___ SOURCE DATA
impl Analyzer {
    #[inline]
    pub fn config(&self) -> &AnalysisConfig {
        &self.config
    }

    /// Merge a candle sequence into (MC1, MC2) with this analyzer's settings.
    pub fn merge<T: PriceBar>(&self, candles: &[T]) -> Result<(MergedCandle, MergedCandle)> {
        detectors::merge_with_gap(
            candles,
            self.config.ignore_candles,
            self.config.timeframe.merge_size(),
            self.config.effective_max_gap_days(),
        )
    }

    /// Classify one instrument.
    pub fn analyze<T: PriceBar>(&self, instrument: &str, candles: &[T]) -> Result<PatternResult> {
        if self.validate_data {
            validate_bars(candles)?;
        }

        let (mc1, mc2) = self.merge(candles)?;
        let flags = self.engulfing.detect(&mc1, &mc2);
        let pattern_type = classify(&mc1, &mc2, flags);

        debug!(
            instrument = %instrument,
            pattern = %pattern_type,
            mc1_sources = mc1.source_count,
            mc2_sources = mc2.source_count,
            "Classified instrument"
        );

        Ok(PatternResult {
            instrument: instrument.to_string(),
            relation: relation(&mc1, &mc2, flags),
            color: mc2.color(),
            metrics: pattern_type
                .is_engulfing()
                .then(|| EngulfingMetrics::measure(&mc1, &mc2)),
            mc1,
            mc2,
            pattern_type,
        })
    }

    /// Classify every instrument in order. A failing instrument is recorded
    /// in the report and does not stop the others.
    pub fn run<'a, T, I>(&self, instruments: I) -> AnalysisReport
    where
        T: PriceBar + 'a,
        I: IntoIterator<Item = (&'a str, &'a [T])>,
    {
        let outcomes: Vec<InstrumentOutcome> = instruments
            .into_iter()
            .map(|(instrument, candles)| match self.analyze(instrument, candles) {
                Ok(result) => InstrumentOutcome::Classified(result),
                Err(error) => {
                    warn!(instrument = %instrument, %error, "Instrument skipped");
                    InstrumentOutcome::Failed {
                        instrument: instrument.to_string(),
                        error: error.to_string(),
                    }
                }
            })
            .collect();

        let report = AnalysisReport {
            timeframe: self.config.timeframe,
            ignore_candles: self.config.ignore_candles,
            patterns: detectors::group_by_pattern(outcomes.iter().filter_map(InstrumentOutcome::result)),
            instruments: outcomes,
        };

        info!(
            timeframe = %report.timeframe,
            classified = report.results().count(),
            failed = report.failures().count(),
            "Analysis run complete"
        );

        report
    }
}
______
Would you please repeat all the entries exactly as written?

impl Analyzer {
    #[inline]
    pub fn config(&self) -> &AnalysisConfig {
        &self.config
    }

    /// Merge a candle sequence into (MC1, MC2) with this analyzer's settings.
    pub fn merge<T: PriceBar>(&self, candles: &[T]) -> Result<(MergedCandle, MergedCandle)> {
        detectors::merge_with_gap(
            candles,
            self.config.ignore_candles,
            self.config.timeframe.merge_size(),
            self.config.effective_max_gap_days(),
        )
    }

    /// Classify one instrument.
    pub fn analyze<T: PriceBar>(&self, instrument: &str, candles: &[T]) -> Result<PatternResult> {
        if self.validate_data {
            validate_bars(candles)?;
        }

        let (mc1, mc2) = self.merge(candles)?;
        let flags = self.engulfing.detect(&mc1, &mc2);
        let pattern_type = classify(&mc1, &mc2, flags);

        debug!(
            instrument = %instrument,
            pattern = %pattern_type,
            mc1_sources = mc1.source_count,
            mc2_sources = mc2.source_count,
            "Classified instrument"
        );

        Ok(PatternResult {
            instrument: instrument.to_string(),
            relation: relation(&mc1, &mc2, flags),
            color: mc2.color(),
            metrics: pattern_type
                .is_engulfing()
                .then(|| EngulfingMetrics::measure(&mc1, &mc2)),
            mc1,
            mc2,
            pattern_type,
        })
    }

    /// Classify every instrument in order. A failing instrument is recorded
    /// in the report and does not stop the others.
    pub fn run<'a, T, I>(&self, instruments: I) -> AnalysisReport
    where
        T: PriceBar + 'a,
        I: IntoIterator<Item = (&'a str, &'a [T])>,
    {
        let outcomes: Vec<InstrumentOutcome> = instruments
            .into_iter()
            .map(|(instrument, candles)| match self.analyze(instrument, candles) {
                Ok(result) => InstrumentOutcome::Classified(result),
                Err(error) => {
                    warn!(instrument = %instrument, %error, "Instrument skipped");
                    InstrumentOutcome::Failed {
                        instrument: instrument.to_string(),
                        error: error.to_string(),
                    }
                }
            })
            .collect();

        let report = AnalysisReport {
            timeframe: self.config.timeframe,
            ignore_candles: self.config.ignore_candles,
            patterns: detectors::group_by_pattern(outcomes.iter().filter_map(InstrumentOutcome::result)),
            instruments: outcomes,
        };

        info!(
            timeframe = %report.timeframe,
            classified = report.results().count(),
            failed = report.failures().count(),
            "Analysis run complete"
        );

        report
    }
}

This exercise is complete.